-- PROVIDED DATA --
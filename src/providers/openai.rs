use super::{LlmProvider, read_image};
use crate::config::{OPENAI_API_KEY_VAR, OpenAiConfig};
use crate::error::{GraderError, Result};
use crate::models::{ContentPart, Message, MessageContent, Role};
use crate::rubric::RubricWeights;
use async_openai::error::OpenAIError;
use async_openai::types::{
    ChatCompletionRequestAssistantMessageArgs, ChatCompletionRequestMessage,
    ChatCompletionRequestMessageContentPartImageArgs,
    ChatCompletionRequestMessageContentPartTextArgs, ChatCompletionRequestSystemMessageArgs,
    ChatCompletionRequestUserMessageArgs, ChatCompletionRequestUserMessageContentPart,
    CreateChatCompletionRequestArgs, CreateChatCompletionResponse, ImageDetail, ImageUrlArgs,
};
use async_openai::{Client, config::OpenAIConfig};
use async_trait::async_trait;
use base64::Engine;
use base64::engine::general_purpose::STANDARD as BASE64;
use std::path::Path;
use std::time::Duration;
use tracing::debug;

const NAME: &str = "openai";

/// Client for the hosted OpenAI API or any API-compatible endpoint.
///
/// Does not derive `Debug` so the credential never ends up in logs.
pub struct OpenAiProvider {
    client: Client<OpenAIConfig>,
    config: OpenAiConfig,
    rubric: RubricWeights,
}

fn api_error(e: OpenAIError) -> GraderError {
    GraderError::provider(NAME, e)
}

/// Backoff policy that gives up immediately, so failed calls are not retried
fn no_retry() -> backoff::ExponentialBackoff {
    backoff::ExponentialBackoffBuilder::new()
        .with_max_elapsed_time(Some(Duration::ZERO))
        .build()
}

impl OpenAiProvider {
    /// Create the provider; the API key comes from config or `OPENAI_API_KEY`
    pub fn new(config: &OpenAiConfig, rubric: RubricWeights) -> Result<Self> {
        let api_key = config.resolve_api_key().ok_or_else(|| {
            GraderError::Configuration(format!(
                "OpenAI API key is not set; configure openai.api_key or {OPENAI_API_KEY_VAR}"
            ))
        })?;

        let http = reqwest::Client::builder()
            .timeout(Duration::from_secs(config.timeout_secs))
            .build()
            .map_err(|e| GraderError::Configuration(format!("cannot build HTTP client: {e}")))?;

        let openai_config = OpenAIConfig::new()
            .with_api_key(api_key)
            .with_api_base(&config.base_url);

        let client = Client::with_config(openai_config)
            .with_http_client(http)
            .with_backoff(no_retry());

        Ok(Self {
            client,
            config: config.clone(),
            rubric,
        })
    }

    /// Run one chat completion against `model`
    async fn complete(&self, model: &str, messages: &[Message]) -> Result<String> {
        let messages = messages
            .iter()
            .map(to_request_message)
            .collect::<Result<Vec<_>>>()?;

        let request = CreateChatCompletionRequestArgs::default()
            .model(model)
            .messages(messages)
            .temperature(self.config.temperature as f32)
            .max_tokens(self.config.max_tokens)
            .build()
            .map_err(api_error)?;

        debug!(%model, base_url = %self.config.base_url, "sending chat completion request");
        let response = self.client.chat().create(request).await.map_err(api_error)?;

        extract_content(response)
    }
}

/// Pull the reply text out of the first choice
fn extract_content(response: CreateChatCompletionResponse) -> Result<String> {
    if let Some(usage) = &response.usage {
        debug!(
            prompt_tokens = usage.prompt_tokens,
            completion_tokens = usage.completion_tokens,
            total_tokens = usage.total_tokens,
            "chat completion usage"
        );
    }

    let choice = response
        .choices
        .into_iter()
        .next()
        .ok_or_else(|| GraderError::provider(NAME, "response contains no choices"))?;

    choice.message.content.ok_or_else(|| {
        GraderError::provider(NAME, "response is missing choices[0].message.content")
    })
}

fn to_request_message(message: &Message) -> Result<ChatCompletionRequestMessage> {
    let built = match (message.role, &message.content) {
        (Role::System, content) => ChatCompletionRequestSystemMessageArgs::default()
            .content(content.text())
            .build()
            .map(Into::into),
        (Role::Assistant, content) => ChatCompletionRequestAssistantMessageArgs::default()
            .content(content.text())
            .build()
            .map(Into::into),
        (Role::User, MessageContent::Text(text)) => ChatCompletionRequestUserMessageArgs::default()
            .content(text.clone())
            .build()
            .map(Into::into),
        (Role::User, MessageContent::Parts(parts)) => {
            let parts = parts
                .iter()
                .map(to_content_part)
                .collect::<Result<Vec<_>>>()?;
            ChatCompletionRequestUserMessageArgs::default()
                .content(parts)
                .build()
                .map(Into::into)
        }
    };

    built.map_err(api_error)
}

fn to_content_part(part: &ContentPart) -> Result<ChatCompletionRequestUserMessageContentPart> {
    let part = match part {
        ContentPart::Text { text } => ChatCompletionRequestMessageContentPartTextArgs::default()
            .text(text.clone())
            .build()
            .map_err(api_error)?
            .into(),
        ContentPart::Image { mime_type, data } => {
            let image_url = ImageUrlArgs::default()
                .url(data_uri(mime_type, data))
                .detail(ImageDetail::Auto)
                .build()
                .map_err(api_error)?;
            ChatCompletionRequestMessageContentPartImageArgs::default()
                .image_url(image_url)
                .build()
                .map_err(api_error)?
                .into()
        }
    };
    Ok(part)
}

fn data_uri(mime_type: &str, data: &[u8]) -> String {
    format!("data:{mime_type};base64,{}", BASE64.encode(data))
}

#[async_trait]
impl LlmProvider for OpenAiProvider {
    fn name(&self) -> &'static str {
        NAME
    }

    fn rubric(&self) -> &RubricWeights {
        &self.rubric
    }

    async fn chat(&self, messages: &[Message]) -> Result<String> {
        self.complete(&self.config.chat_model, messages).await
    }

    async fn analyze_image(&self, image_path: &Path, prompt: &str) -> Result<String> {
        let image = read_image(NAME, image_path).await?;

        let message = Message {
            role: Role::User,
            content: MessageContent::Parts(vec![
                ContentPart::Text {
                    text: prompt.to_string(),
                },
                ContentPart::Image {
                    mime_type: image.mime_type.to_string(),
                    data: image.data,
                },
            ]),
        };

        self.complete(&self.config.vision_model, &[message]).await
    }
}

#[cfg(test)]
mod tests {
    use super::*;
    use crate::config::with_env_var;
    use mockito::Matcher;
    use serde_json::json;
    use std::io::Write;

    const COMPLETION_BODY: &str = r#"{
        "id": "chatcmpl-1",
        "object": "chat.completion",
        "created": 1700000000,
        "model": "gpt-4",
        "choices": [
            {"index": 0, "message": {"role": "assistant", "content": "SCORE: 95\nCOMMENTS: correct"}, "finish_reason": "stop"}
        ],
        "usage": {"prompt_tokens": 12, "completion_tokens": 6, "total_tokens": 18}
    }"#;

    fn provider_for(url: &str) -> OpenAiProvider {
        let config = OpenAiConfig {
            api_key: Some("sk-test".to_string()),
            base_url: format!("{url}/v1"),
            ..OpenAiConfig::default()
        };
        OpenAiProvider::new(&config, RubricWeights::default()).unwrap()
    }

    #[test]
    fn test_missing_api_key_is_configuration_error() {
        let result = with_env_var(OPENAI_API_KEY_VAR, None, || {
            OpenAiProvider::new(&OpenAiConfig::default(), RubricWeights::default())
        });
        let err = result.err().unwrap();
        assert!(matches!(err, GraderError::Configuration(_)));
        assert!(err.to_string().contains(OPENAI_API_KEY_VAR));
    }

    #[test]
    fn test_data_uri() {
        assert_eq!(data_uri("image/png", &[1, 2, 3]), "data:image/png;base64,AQID");
    }

    #[tokio::test]
    async fn test_chat_sends_model_and_credential() {
        let mut server = mockito::Server::new_async().await;
        let mock = server
            .mock("POST", "/v1/chat/completions")
            .match_header("authorization", "Bearer sk-test")
            .match_body(Matcher::PartialJson(json!({
                "model": "gpt-4",
                "max_tokens": 500,
                "messages": [{"role": "user", "content": "grade this"}]
            })))
            .with_status(200)
            .with_header("content-type", "application/json")
            .with_body(COMPLETION_BODY)
            .create_async()
            .await;

        let reply = provider_for(&server.url())
            .chat(&[Message::user("grade this")])
            .await
            .unwrap();

        assert_eq!(reply, "SCORE: 95\nCOMMENTS: correct");
        mock.assert_async().await;
    }

    #[tokio::test]
    async fn test_evaluate_answer_over_http() {
        let mut server = mockito::Server::new_async().await;
        server
            .mock("POST", "/v1/chat/completions")
            .with_status(200)
            .with_header("content-type", "application/json")
            .with_body(COMPLETION_BODY)
            .create_async()
            .await;

        let result = provider_for(&server.url())
            .evaluate_answer("The answer is 4.", "4")
            .await
            .unwrap();

        assert_eq!(result.score, Some(95.0));
        assert_eq!(result.comments, "correct");
    }

    #[tokio::test]
    async fn test_analyze_image_sends_data_uri_to_vision_model() {
        let mut image = tempfile::Builder::new().suffix(".png").tempfile().unwrap();
        image.write_all(&[1, 2, 3]).unwrap();

        let mut server = mockito::Server::new_async().await;
        let mock = server
            .mock("POST", "/v1/chat/completions")
            .match_body(Matcher::AllOf(vec![
                Matcher::PartialJson(json!({"model": "gpt-4-vision-preview"})),
                Matcher::Regex(r#""type":"image_url""#.to_string()),
                Matcher::Regex("data:image/png;base64,AQID".to_string()),
            ]))
            .with_status(200)
            .with_header("content-type", "application/json")
            .with_body(COMPLETION_BODY)
            .create_async()
            .await;

        let reply = provider_for(&server.url())
            .analyze_image(image.path(), "describe")
            .await
            .unwrap();

        assert!(reply.starts_with("SCORE"));
        mock.assert_async().await;
    }

    #[tokio::test]
    async fn test_analyze_image_missing_file_is_not_found() {
        let err = provider_for("http://127.0.0.1:1")
            .analyze_image(Path::new("/no/such/image.jpg"), "describe")
            .await
            .unwrap_err();
        assert!(matches!(err, GraderError::NotFound { .. }));
    }

    #[tokio::test]
    async fn test_api_error_is_provider_error() {
        let mut server = mockito::Server::new_async().await;
        server
            .mock("POST", "/v1/chat/completions")
            .with_status(401)
            .with_header("content-type", "application/json")
            .with_body(r#"{"error": {"message": "Incorrect API key provided", "type": "invalid_request_error", "param": null, "code": "invalid_api_key"}}"#)
            .create_async()
            .await;

        let err = provider_for(&server.url())
            .chat(&[Message::user("hi")])
            .await
            .unwrap_err();

        assert!(matches!(err, GraderError::Provider { provider: "openai", .. }));
        assert!(err.to_string().contains("Incorrect API key"));
    }

    #[tokio::test]
    async fn test_empty_choices_is_provider_error() {
        let mut server = mockito::Server::new_async().await;
        server
            .mock("POST", "/v1/chat/completions")
            .with_status(200)
            .with_header("content-type", "application/json")
            .with_body(r#"{"id": "x", "object": "chat.completion", "created": 1, "model": "gpt-4", "choices": []}"#)
            .create_async()
            .await;

        let err = provider_for(&server.url())
            .chat(&[Message::user("hi")])
            .await
            .unwrap_err();
        assert!(err.to_string().contains("no choices"));
    }

    #[tokio::test]
    async fn test_malformed_body_is_provider_error() {
        let mut server = mockito::Server::new_async().await;
        server
            .mock("POST", "/v1/chat/completions")
            .with_status(200)
            .with_header("content-type", "application/json")
            .with_body(r#"{"unexpected": true}"#)
            .create_async()
            .await;

        let err = provider_for(&server.url())
            .chat(&[Message::user("hi")])
            .await
            .unwrap_err();
        assert!(matches!(err, GraderError::Provider { .. }));
    }

    #[tokio::test]
    async fn test_api_key_from_environment_is_sent() {
        let mut server = mockito::Server::new_async().await;
        let mock = server
            .mock("POST", "/v1/chat/completions")
            .match_header("authorization", "Bearer sk-from-env")
            .with_status(200)
            .with_header("content-type", "application/json")
            .with_body(COMPLETION_BODY)
            .create_async()
            .await;

        let config = OpenAiConfig {
            api_key: None,
            base_url: format!("{}/v1", server.url()),
            ..OpenAiConfig::default()
        };
        let provider = with_env_var(OPENAI_API_KEY_VAR, Some("sk-from-env"), || {
            OpenAiProvider::new(&config, RubricWeights::default())
        })
        .unwrap();

        provider.chat(&[Message::user("hi")]).await.unwrap();
        mock.assert_async().await;
    }

    #[tokio::test]
    async fn test_server_error_is_not_retried() {
        let mut server = mockito::Server::new_async().await;
        let mock = server
            .mock("POST", "/v1/chat/completions")
            .with_status(500)
            .with_header("content-type", "application/json")
            .with_body(r#"{"error": {"message": "internal failure", "type": "server_error", "param": null, "code": null}}"#)
            .expect(1)
            .create_async()
            .await;

        let err = provider_for(&server.url())
            .chat(&[Message::user("hi")])
            .await
            .unwrap_err();

        assert!(matches!(err, GraderError::Provider { provider: "openai", .. }));
        mock.assert_async().await;
    }

    #[tokio::test]
    async fn test_rate_limit_is_not_retried() {
        let mut server = mockito::Server::new_async().await;
        let mock = server
            .mock("POST", "/v1/chat/completions")
            .with_status(429)
            .with_header("content-type", "application/json")
            .with_body(r#"{"error": {"message": "Rate limit reached", "type": "requests", "param": null, "code": "rate_limit_exceeded"}}"#)
            .expect(1)
            .create_async()
            .await;

        let err = provider_for(&server.url())
            .chat(&[Message::user("hi")])
            .await
            .unwrap_err();

        assert!(matches!(err, GraderError::Provider { .. }));
        mock.assert_async().await;
    }
}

-- INSTRUCTIONS FOR THE TASK --
List the lines of the material in which the word "OpenAIError" occurs.

-- WRITTEN RESPONSE --
use async_openai::error::OpenAIError;
fn api_error(e: OpenAIError) -> GraderError {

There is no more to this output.